Direct control of firing rate gain by dendritic shunting inhibition.

Capaday, C. Van Vreeswijk, C. (2006) Direct control of firing rate gain by dendritic shunting inhibition. Journal of Integrative Neuroscience 5(2): 199-222.

Ok, crap. Just skimming over this paper he basically gets to the same model that I have in the local-bend system. Ugh, I knew someone must have done this. We shall see what he came up with. He makes his compartments dendrite and soma - which are equivalent to my soma and axon respectively. I've never heard of this journal, and this paper is only cited by one other paper in pubmed, and that paper is something completely different.

Intro has a nice review of all the noise papers. Holt & Koch, Chance et al, Mitchel & Silver, Prescott and De Koninck. There are slight differences in the noise mechanism across these papers.

"soma acts as an IF neuron attached, by a coupling conductance, to a passive dendritic compartment."

He is taking into account the current from the action-potential, which is normally neglected. He makes Ispike like a delta function with some integral S. Then he derives a way of incorporating the spike current as a value for the reset. So then he just jumps to his alpha-motor neuron model, where he adds in some more conductances - an AHP, and a K.

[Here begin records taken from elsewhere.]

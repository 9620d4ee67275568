//! Vault records

use driv_common::{Actor, Result, Vault, VaultCreate, VaultError};
use tracing::{info, instrument};

use crate::store::{Collection, Filter, Records};

/// Load a vault by id, requiring that `actor` owns it
pub(crate) async fn require_owned_vault(
    records: &Records,
    actor: &Actor,
    vault_id: &str,
) -> Result<Vault> {
    records
        .find_one(
            Collection::Vaults,
            &Filter::new()
                .with("id", vault_id)
                .with("user_id", actor.user_id.as_str()),
        )
        .await?
        .ok_or_else(|| VaultError::not_found("Vault", vault_id))
}

#[derive(Debug, Clone)]
pub struct VaultService {
    records: Records,
    list_limit: usize,
}

impl VaultService {
    pub fn new(records: Records, list_limit: usize) -> Self {
        Self { records, list_limit }
    }

    #[instrument(skip(self, create), fields(user_id = %actor.user_id))]
    pub async fn create(&self, actor: &Actor, create: VaultCreate) -> Result<Vault> {
        let vault = Vault::new(actor.user_id.as_str(), create);
        self.records.insert(Collection::Vaults, &vault).await?;
        info!(vault_id = %vault.id, "Vault created");
        Ok(vault)
    }

    pub async fn get(&self, actor: &Actor, vault_id: &str) -> Result<Vault> {
        require_owned_vault(&self.records, actor, vault_id).await
    }

    pub async fn list(&self, actor: &Actor) -> Result<Vec<Vault>> {
        self.records
            .find(
                Collection::Vaults,
                &Filter::new().with("user_id", actor.user_id.as_str()),
                Some(self.list_limit),
            )
            .await
    }
}
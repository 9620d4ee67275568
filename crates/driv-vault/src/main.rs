//! DRIV daemon
//!
//! Opens the vault store for the lifetime of the process and closes it on
//! ctrl-c.

use anyhow::Result;
use tracing::info;
use tracing_subscriber::{layer::SubscriberExt, util::SubscriberInitExt};

use driv_vault::{DrivConfig, DrivVault};

#[tokio::main]
async fn main() -> Result<()> {
    // Initialize tracing
    tracing_subscriber::registry()
        .with(tracing_subscriber::fmt::layer())
        .with(tracing_subscriber::EnvFilter::from_default_env())
        .init();

    info!("Starting DRIV vault daemon v{}", driv_common::VERSION);

    let config = DrivConfig::load()?;
    info!("Loaded configuration: {:?}", config);

    let vault = DrivVault::in_memory(config);
    info!(
        "Quorum: policy={}, unlock_write={:?}, retrigger_on_status_update={}, validate_submitter={}",
        vault.config().quorum.policy,
        vault.config().quorum.unlock_write,
        vault.config().verification.retrigger_on_status_update,
        vault.config().verification.validate_submitter
    );

    tokio::signal::ctrl_c().await?;
    info!("Received shutdown signal");

    vault.shutdown().await?;
    info!("Shutting down DRIV vault daemon");
    Ok(())
}
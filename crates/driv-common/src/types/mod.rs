//! Record types persisted by the DRIV vault

pub mod asset;
pub mod death_verification;
pub mod legacy_instruction;
pub mod notification;
pub mod subscription;
pub mod trusted_party;
pub mod user;
pub mod vault;
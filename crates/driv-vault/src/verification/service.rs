//! Death verification submissions and review
//!
//! Submission persists a pending record and then runs the quorum verifier for
//! the vault. Status updates move a record out of `pending`; whether they also
//! re-run the quorum verifier is configurable.

use std::sync::Arc;

use chrono::Utc;
use driv_common::{
    Actor, DeathVerification, DeathVerificationCreate, Result, TrustedParty, VaultError,
    VerificationStatus,
};
use serde::{Deserialize, Serialize};
use tracing::{error, info, instrument, warn};

use super::verifier::{QuorumOutcome, QuorumVerifier};
use crate::registry::vaults::require_owned_vault;
use crate::store::{Collection, Filter, Records, Update};

/// Submission and review settings
#[derive(Debug, Clone, PartialEq, Eq, Serialize, Deserialize)]
pub struct SubmissionConfig {
    /// Re-run the quorum verifier after a status update
    pub retrigger_on_status_update: bool,
    /// Require `submitted_by` to be a trusted party of the vault
    pub validate_submitter: bool,
    /// Upper bound on listed records
    pub list_limit: usize,
}

impl Default for SubmissionConfig {
    fn default() -> Self {
        Self {
            retrigger_on_status_update: false,
            validate_submitter: false,
            list_limit: driv_common::DEFAULT_LIST_LIMIT,
        }
    }
}

/// Death verification service
#[derive(Debug)]
pub struct DeathVerificationService {
    config: SubmissionConfig,
    records: Records,
    verifier: Arc<QuorumVerifier>,
}

impl DeathVerificationService {
    pub fn new(config: SubmissionConfig, records: Records, verifier: Arc<QuorumVerifier>) -> Self {
        Self {
            config,
            records,
            verifier,
        }
    }

    pub fn verifier(&self) -> &Arc<QuorumVerifier> {
        &self.verifier
    }

    /// Submit death evidence for a vault owned by `actor`
    ///
    /// Returns the created record whether or not quorum was reached. If the
    /// unlock write fails the record stays persisted and the storage error is
    /// returned; [`Self::recheck`] re-applies the quorum later.
    #[instrument(skip(self, request), fields(user_id = %actor.user_id, vault_id = %request.vault_id))]
    pub async fn submit(
        &self,
        actor: &Actor,
        request: DeathVerificationCreate,
    ) -> Result<DeathVerification> {
        require_owned_vault(&self.records, actor, &request.vault_id).await?;

        if self.config.validate_submitter {
            let party: Option<TrustedParty> = self
                .records
                .find_one(
                    Collection::TrustedParties,
                    &Filter::new()
                        .with("id", request.submitted_by.as_str())
                        .with("vault_id", request.vault_id.as_str()),
                )
                .await?;
            if party.is_none() {
                warn!(submitted_by = %request.submitted_by, "Submitter is not a trusted party of the vault");
                return Err(VaultError::Validation(format!(
                    "submitter {} is not a trusted party of vault {}",
                    request.submitted_by, request.vault_id
                )));
            }
        }

        let verification = DeathVerification::new(actor.user_id.as_str(), request);
        self.records
            .insert(Collection::DeathVerifications, &verification)
            .await?;

        info!(
            verification_id = %verification.id,
            evidence_type = %verification.evidence_type,
            "Death verification submitted"
        );

        if let Err(e) = self.verifier.evaluate(&verification.vault_id).await {
            error!(
                verification_id = %verification.id,
                vault_id = %verification.vault_id,
                error = %e,
                "Quorum evaluation failed after submission was stored"
            );
            return Err(e);
        }

        Ok(verification)
    }

    /// Move a verification owned by `actor` to `status`
    ///
    /// `status` is the wire form (`pending`, `verified`, `rejected`).
    #[instrument(skip(self), fields(user_id = %actor.user_id))]
    pub async fn update_status(
        &self,
        actor: &Actor,
        verification_id: &str,
        status: &str,
    ) -> Result<DeathVerification> {
        let next: VerificationStatus = status.parse()?;
        let owned = Filter::new()
            .with("id", verification_id)
            .with("user_id", actor.user_id.as_str());

        let current: DeathVerification = self
            .records
            .find_one(Collection::DeathVerifications, &owned)
            .await?
            .ok_or_else(|| VaultError::not_found("Verification", verification_id))?;

        if !current.status.can_transition_to(next) {
            return Err(VaultError::InvalidTransition {
                from: current.status,
                to: next,
            });
        }

        let verified_at = (next == VerificationStatus::Verified).then(Utc::now);
        let mut update = Update::new().set("status", next.as_str());
        if let Some(at) = verified_at {
            update = update.set("verified_at", serde_json::to_value(at)?);
        }

        // Guard on the observed status so racing reviews cannot both apply
        let guarded = owned.clone().with("status", current.status.as_str());
        let modified = self
            .records
            .update_one(Collection::DeathVerifications, &guarded, &update)
            .await?;
        if modified == 0 {
            let latest: Option<DeathVerification> = self
                .records
                .find_one(Collection::DeathVerifications, &owned)
                .await?;
            return Err(match latest {
                Some(latest) => VaultError::InvalidTransition {
                    from: latest.status,
                    to: next,
                },
                None => VaultError::not_found("Verification", verification_id),
            });
        }

        info!(
            verification_id = %verification_id,
            vault_id = %current.vault_id,
            status = %next,
            "Verification status updated"
        );

        if self.config.retrigger_on_status_update {
            if let Err(e) = self.verifier.evaluate(&current.vault_id).await {
                error!(
                    verification_id = %verification_id,
                    vault_id = %current.vault_id,
                    status = %next,
                    error = %e,
                    "Quorum evaluation failed after status update was stored"
                );
                return Err(e);
            }
        }

        Ok(DeathVerification {
            status: next,
            verified_at,
            ..current
        })
    }

    /// Verifications filed by `actor`, optionally for one vault
    pub async fn list(&self, actor: &Actor, vault_id: Option<&str>) -> Result<Vec<DeathVerification>> {
        let filter = Filter::new()
            .with("user_id", actor.user_id.as_str())
            .with_opt("vault_id", vault_id);
        self.records
            .find(
                Collection::DeathVerifications,
                &filter,
                Some(self.config.list_limit),
            )
            .await
    }

    /// Re-run the quorum verifier for a vault owned by `actor`
    #[instrument(skip(self), fields(user_id = %actor.user_id))]
    pub async fn recheck(&self, actor: &Actor, vault_id: &str) -> Result<QuorumOutcome> {
        require_owned_vault(&self.records, actor, vault_id).await?;
        self.verifier.evaluate(vault_id).await
    }
}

He then analytically derives the IFR in the two-compartment model. Its quite complicated. But then he gets to the firing rate being:
R=1/C_S(V_T-V_r) * (I_S + g_C/(g_C+g_D)I_D)
R is firing rate, C_S soma capacitance, V_T threshold, V_r reset, I_S current injected into soma (axon, for mine), I_D is current injected into dendrite (soma, for mine). g_C is coupling conductance, g_D is the approximate conductance of the dendrite. He then derives, similarly to mine, how Holt & Koch works, and how you can get division if current is injected in dendrite and shunting is in dendrite.

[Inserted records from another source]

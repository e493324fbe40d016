#![cfg(any(test, feature = "test-support"))]

use std::sync::{Arc, Mutex, PoisonError};
use std::time::Duration;

use chrono::{DateTime, Utc};

use super::Clock;

/// Time only moves when [`advance`](MockClock::advance) or
/// [`set`](MockClock::set) is called. Clones share the same instant.
///
/// ```ignore
/// use rpnet_std::time::{Clock, MockClock};
/// use std::time::Duration;
///
/// let clock = MockClock::at("2026-01-01T00:00:30Z".parse().unwrap());
/// clock.advance(Duration::from_secs(30));
/// assert_eq!(clock.now().to_rfc3339(), "2026-01-01T00:01:00+00:00");
/// ```
#[derive(Debug, Clone)]
pub struct MockClock {
    current: Arc<Mutex<DateTime<Utc>>>,
}

impl MockClock {
    pub fn at(start: DateTime<Utc>) -> Self {
        Self {
            current: Arc::new(Mutex::new(start)),
        }
    }

    pub fn advance(&self, by: Duration) {
        let mut current = self.current.lock().unwrap_or_else(PoisonError::into_inner);
        *current += chrono::Duration::from_std(by).unwrap_or(chrono::Duration::MAX);
    }

    pub fn set(&self, to: DateTime<Utc>) {
        *self.current.lock().unwrap_or_else(PoisonError::into_inner) = to;
    }
}

impl Default for MockClock {
    /// Starts at the unix epoch.
    fn default() -> Self {
        Self::at(DateTime::<Utc>::UNIX_EPOCH)
    }
}

impl Clock for MockClock {
    fn now(&self) -> DateTime<Utc> {
        *self.current.lock().unwrap_or_else(PoisonError::into_inner)
    }
}
use std::future::Future;
use std::time::Duration;

use async_nats::jetstream::{self, kv};
use bytes::Bytes;
use chrono::{DateTime, Utc};
use futures::StreamExt;
use futures::stream::BoxStream;

use crate::error::KvError;

/// Stream of entries produced by [`KvBucket::watch`].
pub type KvWatch = BoxStream<'static, Result<KvEntry, KvError>>;

#[derive(Debug, Clone, Copy, PartialEq, Eq)]
pub enum KvOperation {
    Put,
    Delete,
    Purge,
}

/// One revision of one key.
#[derive(Debug, Clone, PartialEq, Eq)]
pub struct KvEntry {
    pub key: String,
    pub value: Bytes,
    pub revision: u64,
    /// Entries still pending in a history replay after this one; `0` marks
    /// the end of the initial snapshot.
    pub delta: u64,
    pub created: DateTime<Utc>,
    pub operation: KvOperation,
}

impl KvEntry {
    pub fn is_removal(&self) -> bool {
        self.operation != KvOperation::Put
    }
}

/// Revisioned key/value operations, one bucket per handle.
///
/// `delete` with `Some(revision)` only succeeds while the key is still at
/// that revision; conflicts surface as [`KvError::AlreadyExists`] and
/// [`KvError::WrongRevision`].
pub trait KvBucket: Send + Sync + Clone + 'static {
    fn bucket(&self) -> &str;

    /// Latest live value of `key`; deleted or purged keys read as `None`.
    fn entry(&self, key: &str) -> impl Future<Output = Result<Option<KvEntry>, KvError>> + Send;

    fn put(&self, key: &str, value: Bytes) -> impl Future<Output = Result<u64, KvError>> + Send;

    /// Write only if the key has no live value.
    fn create(&self, key: &str, value: Bytes)
    -> impl Future<Output = Result<u64, KvError>> + Send;

    /// Write only if the key is still at `revision`.
    fn update(
        &self,
        key: &str,
        value: Bytes,
        revision: u64,
    ) -> impl Future<Output = Result<u64, KvError>> + Send;

    fn delete(
        &self,
        key: &str,
        revision: Option<u64>,
    ) -> impl Future<Output = Result<(), KvError>> + Send;

    fn purge(&self, key: &str) -> impl Future<Output = Result<(), KvError>> + Send;

    /// Watch keys matching `pattern` (`>` for the whole bucket). With
    /// `history`, the current value of every matching key is delivered
    /// first.
    fn watch(
        &self,
        pattern: &str,
        history: bool,
    ) -> impl Future<Output = Result<KvWatch, KvError>> + Send;
}

/// [`KvBucket`] backed by a JetStream key/value store.
#[derive(Clone)]
pub struct NatsKv {
    store: kv::Store,
    bucket: String,
}

impl NatsKv {
    pub fn new(store: kv::Store, bucket: impl Into<String>) -> Self {
        Self {
            store,
            bucket: bucket.into(),
        }
    }
}

impl From<kv::Entry> for KvEntry {
    fn from(entry: kv::Entry) -> Self {
        let nanos = i64::try_from(entry.created.unix_timestamp_nanos()).unwrap_or(i64::MAX);
        Self {
            key: entry.key,
            value: entry.value,
            revision: entry.revision,
            delta: entry.delta,
            created: DateTime::from_timestamp_nanos(nanos),
            operation: match entry.operation {
                kv::Operation::Put => KvOperation::Put,
                kv::Operation::Delete => KvOperation::Delete,
                kv::Operation::Purge => KvOperation::Purge,
            },
        }
    }
}

impl KvBucket for NatsKv {
    fn bucket(&self) -> &str {
        &self.bucket
    }

    async fn entry(&self, key: &str) -> Result<Option<KvEntry>, KvError> {
        match self
            .store
            .entry(key)
            .await
            .map_err(|e| KvError::backend(key, e))?
        {
            Some(entry) if entry.operation == kv::Operation::Put => Ok(Some(entry.into())),
            _ => Ok(None),
        }
    }

    async fn put(&self, key: &str, value: Bytes) -> Result<u64, KvError> {
        self.store
            .put(key, value)
            .await
            .map_err(|e| KvError::backend(key, e))
    }

    async fn create(&self, key: &str, value: Bytes) -> Result<u64, KvError> {
        self.store.create(key, value).await.map_err(|e| match e.kind() {
            kv::CreateErrorKind::AlreadyExists => KvError::AlreadyExists(key.to_string()),
            _ => KvError::backend(key, e),
        })
    }

    async fn update(&self, key: &str, value: Bytes, revision: u64) -> Result<u64, KvError> {
        self.store
            .update(key, value, revision)
            .await
            .map_err(|e| match e.kind() {
                kv::UpdateErrorKind::WrongLastRevision => KvError::WrongRevision(key.to_string()),
                _ => KvError::backend(key, e),
            })
    }

    async fn delete(&self, key: &str, revision: Option<u64>) -> Result<(), KvError> {
        self.store
            .delete_expect_revision(key, revision)
            .await
            .map_err(|e| match e.kind() {
                kv::DeleteErrorKind::WrongLastRevision => KvError::WrongRevision(key.to_string()),
                _ => KvError::backend(key, e),
            })
    }

    async fn purge(&self, key: &str) -> Result<(), KvError> {
        self.store
            .purge(key)
            .await
            .map_err(|e| KvError::backend(key, e))
    }

    async fn watch(&self, pattern: &str, history: bool) -> Result<KvWatch, KvError> {
        let watch = if history {
            self.store.watch_with_history(pattern).await
        } else {
            self.store.watch(pattern).await
        }
        .map_err(|e| KvError::Watch(e.to_string()))?;

        Ok(watch
            .map(|entry| {
                entry
                    .map(KvEntry::from)
                    .map_err(|e| KvError::Watch(e.to_string()))
            })
            .boxed())
    }
}

/// Bucket settings the coordination layer cares about.
#[derive(Debug, Clone)]
pub struct BucketConfig {
    pub name: String,
    pub history: i64,
    /// Per-key TTL; `None` keeps values forever.
    pub max_age: Option<Duration>,
    /// How long the delete marker left by a TTL expiry is kept. Without it
    /// expiries are silent and watchers never see the key go.
    pub marker_ttl: Option<Duration>,
    pub description: String,
}

impl BucketConfig {
    pub fn new(name: impl Into<String>) -> Self {
        Self {
            name: name.into(),
            history: 1,
            max_age: None,
            marker_ttl: None,
            description: String::new(),
        }
    }

    pub fn history(mut self, history: i64) -> Self {
        self.history = history;
        self
    }

    pub fn max_age(mut self, max_age: Duration) -> Self {
        self.max_age = Some(max_age);
        self
    }

    pub fn marker_ttl(mut self, marker_ttl: Duration) -> Self {
        self.marker_ttl = Some(marker_ttl);
        self
    }

    pub fn description(mut self, description: impl Into<String>) -> Self {
        self.description = description.into();
        self
    }
}

/// Create the bucket, or bind to it if another node already did.
pub async fn get_or_create_bucket(
    js: &jetstream::Context,
    config: BucketConfig,
) -> Result<NatsKv, KvError> {
    let name = config.name.clone();
    let created = js
        .create_key_value(kv::Config {
            bucket: config.name,
            description: config.description,
            history: config.history,
            max_age: config.max_age.unwrap_or_default(),
            limit_markers: config.marker_ttl,
            ..Default::default()
        })
        .await;

    let store = match created {
        Ok(store) => store,
        Err(_) => js
            .get_key_value(&name)
            .await
            .map_err(|e| KvError::Bucket {
                bucket: name.clone(),
                reason: e.to_string(),
            })?,
    };
    Ok(NatsKv::new(store, name))
}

So, A is just like Holt & Koch (with a passive dendrite attached). B is just an IF and you slightly increase the conductance through the dendrite to ground. C is equivalent to A, just the current is going through an extra resistor. D is the gain-control type.

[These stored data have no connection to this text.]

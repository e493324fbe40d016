use rpnet_nats::KvError;
use thiserror::Error;

#[derive(Debug, Error)]
pub enum LockError {
    #[error("lock '{0}' is not held by this process")]
    NotHeld(String),

    #[error(transparent)]
    Kv(#[from] KvError),
}

#[derive(Debug, Error)]
pub enum ElectionError {
    #[error("invalid election config: {0}")]
    InvalidConfig(String),
}

#[derive(Debug, Error)]
pub enum StoreError {
    #[error("key '{0}' not found")]
    NotFound(String),

    #[error("failed to encode value for '{key}': {source}")]
    Encode {
        key: String,
        #[source]
        source: serde_json::Error,
    },

    #[error("failed to decode value for '{key}': {source}")]
    Decode {
        key: String,
        #[source]
        source: serde_json::Error,
    },

    #[error(transparent)]
    Lock(#[from] LockError),

    #[error(transparent)]
    Kv(#[from] KvError),
}

#[cfg(test)]
mod tests {
    use super::*;

    #[test]
    fn lock_errors_wrap_kv_errors() {
        let err: LockError = KvError::WrongRevision("LOCK.a".into()).into();
        assert_eq!(err.to_string(), "wrong last revision for key 'LOCK.a'");
    }

    #[test]
    fn store_errors_name_the_key() {
        let source = serde_json::from_slice::<u32>(b"nope").unwrap_err();
        let err = StoreError::Decode {
            key: "demo".into(),
            source,
        };
        assert!(err.to_string().starts_with("failed to decode value for 'demo'"));
    }
}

He next is considering synaptic conductances instead of currents. He talks about the upper-limit when soma shunting prevents the neuron from firing at all - due to the Voltage saturation and the excitatory reversal potential. 

"The observation emphasizes that it is the net current reaching the SIZ at the soma which determines firing rate." ala my figure 5B. 

So, yes, basically the same. He doesn't catch the trick of changing the reset potential such that the zero-crossing is the same and thus you get pure scaling. And in general I think the seperation of soma and axon is better than like dendrite and soma. All the conductance stuff he talks about is the same as what happened with my model, I just ignored it because of the complicated properties of the conductance curves - it was hard to make something work based on those functions. And acting like the dendrite is one-compartment and can actually saturate seems unlikely anyway, and currents summing from dendrites is more appropriate.